*** Opening of INPUT DATA ***
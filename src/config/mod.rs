//! Declarative state machine definitions loaded from JSON.
//!
//! Guards and actions named in a document are always host method
//! references. State option keys are matched explicitly so a misspelled key
//! fails instead of being ignored. Options of one state are applied in the
//! order they appear in the document.

use crate::builder::{ConfigError, StateOptions};
use crate::core::{Action, Guard, Host};
use crate::definition::Definition;
use crate::registry::MachineSet;
use serde::{Deserialize, Serialize};
use serde_json::{Map, Value};

/// One or more names.
#[derive(Clone, Debug, PartialEq, Eq, Serialize, Deserialize)]
#[serde(untagged)]
pub enum Names {
    One(String),
    Many(Vec<String>),
}

impl Names {
    pub fn to_vec(&self) -> Vec<String> {
        match self {
            Names::One(name) => vec![name.clone()],
            Names::Many(names) => names.clone(),
        }
    }
}

impl Default for Names {
    fn default() -> Self {
        Names::Many(Vec::new())
    }
}

/// A state and its raw options.
#[derive(Clone, Debug, PartialEq, Serialize, Deserialize)]
pub struct StateConfig {
    pub name: String,
    #[serde(flatten)]
    pub options: Map<String, Value>,
}

#[derive(Clone, Debug, PartialEq, Eq, Serialize, Deserialize)]
#[serde(deny_unknown_fields)]
pub struct TriggerConfig {
    pub from: Names,
    pub to: Names,
    #[serde(default)]
    pub actions: Names,
    #[serde(default)]
    pub deferred: bool,
}

/// A whole state machine as data.
///
/// # Example
///
/// ```rust
/// use statekeeper::config::MachineConfig;
///
/// let config = MachineConfig::from_json(r#"{
///     "column": "account_state",
///     "states": [
///         { "name": "active", "from": ["inactive"] },
///         { "name": "inactive" }
///     ],
///     "triggers": [ { "from": "*", "to": "inactive", "actions": "notify" } ]
/// }"#)?;
///
/// assert_eq!(config.column, "account_state");
/// assert_eq!(config.states.len(), 2);
/// # Ok::<(), statekeeper::builder::ConfigError>(())
/// ```
#[derive(Clone, Debug, PartialEq, Serialize, Deserialize)]
#[serde(deny_unknown_fields)]
pub struct MachineConfig {
    pub column: String,
    #[serde(default)]
    pub states: Vec<StateConfig>,
    #[serde(default)]
    pub triggers: Vec<TriggerConfig>,
}

impl MachineConfig {
    pub fn from_json(json: &str) -> Result<Self, ConfigError> {
        Ok(serde_json::from_str(json)?)
    }

    /// Apply every state and trigger to `definition`.
    pub fn apply<H: Host>(&self, definition: &mut Definition<H>) -> Result<(), ConfigError> {
        for state in &self.states {
            definition.declare_state(&state.name, state_options(&state.options)?)?;
        }
        for trigger in &self.triggers {
            let actions = trigger.actions.to_vec().into_iter().map(Action::method).collect::<Vec<_>>();
            for from in trigger.from.to_vec() {
                for to in trigger.to.to_vec() {
                    definition.on([(from.as_str(), to.as_str())], actions.clone(), trigger.deferred)?;
                }
            }
        }
        Ok(())
    }
}

fn state_options<H: Host>(options: &Map<String, Value>) -> Result<StateOptions<H>, ConfigError> {
    let mut built = StateOptions::new();
    for (key, value) in options {
        built = match key.as_str() {
            "initial" => match value.as_bool() {
                Some(true) => built.initial(),
                Some(false) => built,
                None => return Err(invalid(key, "expected a boolean")),
            },
            "from" => built.from(names(key, value)?),
            "guard" | "require" => {
                built.guards(names(key, value)?.into_iter().map(Guard::method).collect())
            }
            "message" => built.message(string(key, value)?),
            "timestamp" => built.timestamp(string(key, value)?),
            "on_enter" => built.on_enter_all(methods(key, value)?),
            "on_enter_deferred" => built.on_enter_deferred_all(methods(key, value)?),
            "on_exit" => built.on_exit_all(methods(key, value)?),
            "on_exit_deferred" => built.on_exit_deferred_all(methods(key, value)?),
            other => return Err(ConfigError::UnknownOption(other.to_string())),
        };
    }
    Ok(built)
}

fn invalid(key: &str, reason: &str) -> ConfigError {
    ConfigError::InvalidOption {
        key: key.to_string(),
        reason: reason.to_string(),
    }
}

fn string(key: &str, value: &Value) -> Result<String, ConfigError> {
    value
        .as_str()
        .map(String::from)
        .ok_or_else(|| invalid(key, "expected a string"))
}

fn names(key: &str, value: &Value) -> Result<Vec<String>, ConfigError> {
    serde_json::from_value::<Names>(value.clone())
        .map(|n| n.to_vec())
        .map_err(|_| invalid(key, "expected a string or a list of strings"))
}

fn methods<H: Host>(key: &str, value: &Value) -> Result<Vec<Action<H>>, ConfigError> {
    Ok(names(key, value)?.into_iter().map(Action::method).collect())
}

impl<H: Host> MachineSet<H> {
    /// Declare a state machine from a JSON document.
    pub fn load_json(self, json: &str) -> Result<Self, ConfigError> {
        let config = MachineConfig::from_json(json)?;
        self.state_machine(&config.column, |m| config.apply(m))
    }

    /// Extend an existing state machine from a JSON document.
    pub fn extend_json(self, json: &str) -> Result<Self, ConfigError> {
        let config = MachineConfig::from_json(json)?;
        self.extend(&config.column, |m| config.apply(m))
    }
}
*** Close of INPUT DATA ***
- _TASK TO CARRY OUT_
Copy out each line of the listing that holds the string "MachineConfig".

- _ANSWER TO THE PROBLEM_
/// use statekeeper::config::MachineConfig;
/// let config = MachineConfig::from_json(r#"{
pub struct MachineConfig {
impl MachineConfig {
        let config = MachineConfig::from_json(json)?;
        let config = MachineConfig::from_json(json)?;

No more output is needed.